In addition to learning about his own distinguished career, you meet just about every other important physicist and/or mathematician or had anything to do with physics (such as Carson Mark, who I didn't know about before, who Wheeler spoke highly of), and his account is full of interesting personal details about famous and non-famous physicists alike. Wheeler met or knew other great scientists like Einstein, Niels Bohr, Richard Feynman, Hans Bethe, Oppenheimer, Stanislaw Ulam, John von Neumann, Enrico Fermi, Ernest Lawrence, Isidore Rabi, Leo Szilard, Carl Bohm, and many others too numerous to mention.

In addition to the above famous names, I also learned something about many other names, both famous and not so famous, that I didn't know much about before, and Wheeler often briefly mentions what each scientist's contribution was about, especially when it influenced his own thinking.

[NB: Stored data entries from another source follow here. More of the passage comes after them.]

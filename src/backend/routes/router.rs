/**
 * Router Configuration
 *
 * This module provides the main router creation function that combines
 * all route configurations into a single Axum router.
 *
 * # Route Order
 *
 * 1. API routes (signup, login, protected, user)
 * 2. Fallback handlers (JSON 404 for unknown paths, JSON 405 for a known
 *    path with the wrong method)
 * 3. Layers: request tracing, then permissive CORS
 */

use axum::{http::StatusCode, response::IntoResponse, Json, Router};
use tower::ServiceBuilder;
use tower_http::{cors::CorsLayer, trace::TraceLayer};

use crate::backend::routes::api_routes::configure_api_routes;
use crate::backend::server::state::AppState;
use crate::shared::ErrorBody;

async fn not_found() -> impl IntoResponse {
    let status = StatusCode::NOT_FOUND;
    (status, Json(ErrorBody::new("Not Found", status.as_u16())))
}

async fn method_not_allowed() -> impl IntoResponse {
    let status = StatusCode::METHOD_NOT_ALLOWED;
    (status, Json(ErrorBody::new("Method Not Allowed", status.as_u16())))
}

/// Create the Axum router with all routes configured
///
/// # Arguments
///
/// * `app_state` - Application state holding the user store, hasher and
///   token issuer
///
/// # Returns
///
/// Configured Axum Router ready to serve requests
pub fn create_router(app_state: AppState) -> Router<()> {
    let router = configure_api_routes(Router::new(), &app_state);

    router
        .fallback(not_found)
        .method_not_allowed_fallback(method_not_allowed)
        .layer(
            ServiceBuilder::new()
                .layer(TraceLayer::new_for_http())
                .layer(CorsLayer::permissive()),
        )
        .with_state(app_state)
}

Wheeler provides some important insights about himself. For example, he commented on how much of his own productivity was due to the deadlines and time pressure he was under most of his career. Many of us have the impression that brilliant minds like Wheeler (much of it fostered by the public's stereotype of Einstein) create their amazing intellectual achievements in a world divorced from reality and the mundane aspects of everyday life, but Wheeler says that it was often all the deadlines he had to meet that was responsible for much of his best work. He was always having to meet deadlines for papers, class lectures, various reports, talks he was invited to give, and so on throughout the course of his career, and he said he was often spurred to work harder because of them, and often did his best work under the pressure of having to prepare a lecture or talk at the last minute.

Overall, this is a very enjoyable, readable, and interesting biography about one of the great scientists of our time.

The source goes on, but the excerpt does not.